__Exercise requirements__
Retype the entries. Match them exactly.

__Working data__
#[async_trait]
impl ForumStore for PgStore {
    async fn insert_category(
        &self,
        name: &str,
        description: &str,
    ) -> Result<Category, StoreError> {
        let query = r"
            INSERT INTO topic_categories (name, description)
            VALUES ($1, $2)
            RETURNING id, name, description
        ";
        let row = sqlx::query(query)
            .bind(name)
            .bind(description)
            .fetch_one(&self.pool)
            .instrument(query_span("INSERT", query))
            .await
            .map_err(|err| classify(err, "failed to insert category"))?;
        Ok(Category {
            id: row.get("id"),
            name: row.get("name"),
            description: row.get("description"),
        })
    }

    async fn list_categories(&self, page: PageRequest) -> Result<Page<Category>, StoreError> {
        let count_query = "SELECT COUNT(*) AS total FROM topic_categories";
        let total: i64 = sqlx::query(count_query)
            .fetch_one(&self.pool)
            .instrument(query_span("SELECT", count_query))
            .await
            .map_err(|err| classify(err, "failed to count categories"))?
            .get("total");

        let query = r"
            SELECT id, name, description
            FROM topic_categories
            ORDER BY id
            LIMIT $1 OFFSET $2
        ";
        let rows = sqlx::query(query)
            .bind(i64::from(page.per_page))
            .bind(to_i64(page.offset()))
            .fetch_all(&self.pool)
            .instrument(query_span("SELECT", query))
            .await
            .map_err(|err| classify(err, "failed to list categories"))?;

        let items = rows
            .iter()
            .map(|row| Category {
                id: row.get("id"),
                name: row.get("name"),
                description: row.get("description"),
            })
            .collect();
        Ok(Page::new(items, page, u64::try_from(total).unwrap_or(0)))
    }

    async fn all_categories(&self) -> Result<Vec<Category>, StoreError> {
        let query = "SELECT id, name, description FROM topic_categories ORDER BY name";
        let rows = sqlx::query(query)
            .fetch_all(&self.pool)
            .instrument(query_span("SELECT", query))
            .await
            .map_err(|err| classify(err, "failed to list categories"))?;
        Ok(rows
            .iter()
            .map(|row| Category {
                id: row.get("id"),
                name: row.get("name"),
                description: row.get("description"),
            })
            .collect())
    }

    async fn delete_category(&self, id: i64) -> Result<(), StoreError> {
        let query = "DELETE FROM topic_categories WHERE id = $1";
        let result = sqlx::query(query)
            .bind(id)
            .execute(&self.pool)
            .instrument(query_span("DELETE", query))
            .await
            .map_err(|err| classify(err, "failed to delete category"))?;
        affected_or_not_found(result.rows_affected())
    }

    async fn insert_topic(&self, topic: NewTopic) -> Result<Topic, StoreError> {
        let query = r"
            WITH inserted AS (
                INSERT INTO topics (name, description, image, category_id)
                VALUES ($1, $2, $3, $4)
                RETURNING id, name, description, image, category_id
            )
            SELECT i.id, i.name, i.description, i.image, i.category_id, c.name AS category_name
            FROM inserted i
            JOIN topic_categories c ON c.id = i.category_id
        ";
        let row = sqlx::query(query)
            .bind(&topic.name)
            .bind(&topic.description)
            .bind(topic.image.as_deref())
            .bind(topic.category_id)
            .fetch_one(&self.pool)
            .instrument(query_span("INSERT", query))
            .await
            .map_err(|err| classify(err, "failed to insert topic"))?;
        Ok(topic_from_row(&row))
    }

    async fn list_topics(&self, page: PageRequest) -> Result<Page<Topic>, StoreError> {
        let count_query = "SELECT COUNT(*) AS total FROM topics";
        let total: i64 = sqlx::query(count_query)
            .fetch_one(&self.pool)
            .instrument(query_span("SELECT", count_query))
            .await
            .map_err(|err| classify(err, "failed to count topics"))?
            .get("total");

        let query = r"
            SELECT t.id, t.name, t.description, t.image, t.category_id, c.name AS category_name
            FROM topics t
            JOIN topic_categories c ON c.id = t.category_id
            ORDER BY t.id
            LIMIT $1 OFFSET $2
        ";
        let rows = sqlx::query(query)
            .bind(i64::from(page.per_page))
            .bind(to_i64(page.offset()))
            .fetch_all(&self.pool)
            .instrument(query_span("SELECT", query))
            .await
            .map_err(|err| classify(err, "failed to list topics"))?;
        Ok(Page::new(
            rows.iter().map(topic_from_row).collect(),
            page,
            u64::try_from(total).unwrap_or(0),
        ))
    }

    async fn delete_topic(&self, id: i64) -> Result<(), StoreError> {
        let query = "DELETE FROM topics WHERE id = $1";
        let result = sqlx::query(query)
            .bind(id)
            .execute(&self.pool)
            .instrument(query_span("DELETE", query))
            .await
            .map_err(|err| classify(err, "failed to delete topic"))?;
        affected_or_not_found(result.rows_affected())
    }
}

__Answer space__
#[async_trait]
impl ForumStore for PgStore {
    async fn insert_category(
        &self,
        name: &str,
        description: &str,
    ) -> Result<Category, StoreError> {
        let query = r"
            INSERT INTO topic_categories (name, description)
            VALUES ($1, $2)
            RETURNING id, name, description
        ";
        let row = sqlx::query(query)
            .bind(name)
            .bind(description)
            .fetch_one(&self.pool)
            .instrument(query_span("INSERT", query))
            .await
            .map_err(|err| classify(err, "failed to insert category"))?;
        Ok(Category {
            id: row.get("id"),
            name: row.get("name"),
            description: row.get("description"),
        })
    }

    async fn list_categories(&self, page: PageRequest) -> Result<Page<Category>, StoreError> {
        let count_query = "SELECT COUNT(*) AS total FROM topic_categories";
        let total: i64 = sqlx::query(count_query)
            .fetch_one(&self.pool)
            .instrument(query_span("SELECT", count_query))
            .await
            .map_err(|err| classify(err, "failed to count categories"))?
            .get("total");

        let query = r"
            SELECT id, name, description
            FROM topic_categories
            ORDER BY id
            LIMIT $1 OFFSET $2
        ";
        let rows = sqlx::query(query)
            .bind(i64::from(page.per_page))
            .bind(to_i64(page.offset()))
            .fetch_all(&self.pool)
            .instrument(query_span("SELECT", query))
            .await
            .map_err(|err| classify(err, "failed to list categories"))?;

        let items = rows
            .iter()
            .map(|row| Category {
                id: row.get("id"),
                name: row.get("name"),
                description: row.get("description"),
            })
            .collect();
        Ok(Page::new(items, page, u64::try_from(total).unwrap_or(0)))
    }

    async fn all_categories(&self) -> Result<Vec<Category>, StoreError> {
        let query = "SELECT id, name, description FROM topic_categories ORDER BY name";
        let rows = sqlx::query(query)
            .fetch_all(&self.pool)
            .instrument(query_span("SELECT", query))
            .await
            .map_err(|err| classify(err, "failed to list categories"))?;
        Ok(rows
            .iter()
            .map(|row| Category {
                id: row.get("id"),
                name: row.get("name"),
                description: row.get("description"),
            })
            .collect())
    }

    async fn delete_category(&self, id: i64) -> Result<(), StoreError> {
        let query = "DELETE FROM topic_categories WHERE id = $1";
        let result = sqlx::query(query)
            .bind(id)
            .execute(&self.pool)
            .instrument(query_span("DELETE", query))
            .await
            .map_err(|err| classify(err, "failed to delete category"))?;
        affected_or_not_found(result.rows_affected())
    }

    async fn insert_topic(&self, topic: NewTopic) -> Result<Topic, StoreError> {
        let query = r"
            WITH inserted AS (
                INSERT INTO topics (name, description, image, category_id)
                VALUES ($1, $2, $3, $4)
                RETURNING id, name, description, image, category_id
            )
            SELECT i.id, i.name, i.description, i.image, i.category_id, c.name AS category_name
            FROM inserted i
            JOIN topic_categories c ON c.id = i.category_id
        ";
        let row = sqlx::query(query)
            .bind(&topic.name)
            .bind(&topic.description)
            .bind(topic.image.as_deref())
            .bind(topic.category_id)
            .fetch_one(&self.pool)
            .instrument(query_span("INSERT", query))
            .await
            .map_err(|err| classify(err, "failed to insert topic"))?;
        Ok(topic_from_row(&row))
    }

    async fn list_topics(&self, page: PageRequest) -> Result<Page<Topic>, StoreError> {
        let count_query = "SELECT COUNT(*) AS total FROM topics";
        let total: i64 = sqlx::query(count_query)
            .fetch_one(&self.pool)
            .instrument(query_span("SELECT", count_query))
            .await
            .map_err(|err| classify(err, "failed to count topics"))?
            .get("total");

        let query = r"
            SELECT t.id, t.name, t.description, t.image, t.category_id, c.name AS category_name
            FROM topics t
            JOIN topic_categories c ON c.id = t.category_id
            ORDER BY t.id
            LIMIT $1 OFFSET $2
        ";
        let rows = sqlx::query(query)
            .bind(i64::from(page.per_page))
            .bind(to_i64(page.offset()))
            .fetch_all(&self.pool)
            .instrument(query_span("SELECT", query))
            .await
            .map_err(|err| classify(err, "failed to list topics"))?;
        Ok(Page::new(
            rows.iter().map(topic_from_row).collect(),
            page,
            u64::try_from(total).unwrap_or(0),
        ))
    }

    async fn delete_topic(&self, id: i64) -> Result<(), StoreError> {
        let query = "DELETE FROM topics WHERE id = $1";
        let result = sqlx::query(query)
            .bind(id)
            .execute(&self.pool)
            .instrument(query_span("DELETE", query))
            .await
            .map_err(|err| classify(err, "failed to delete topic"))?;
        affected_or_not_found(result.rows_affected())
    }
}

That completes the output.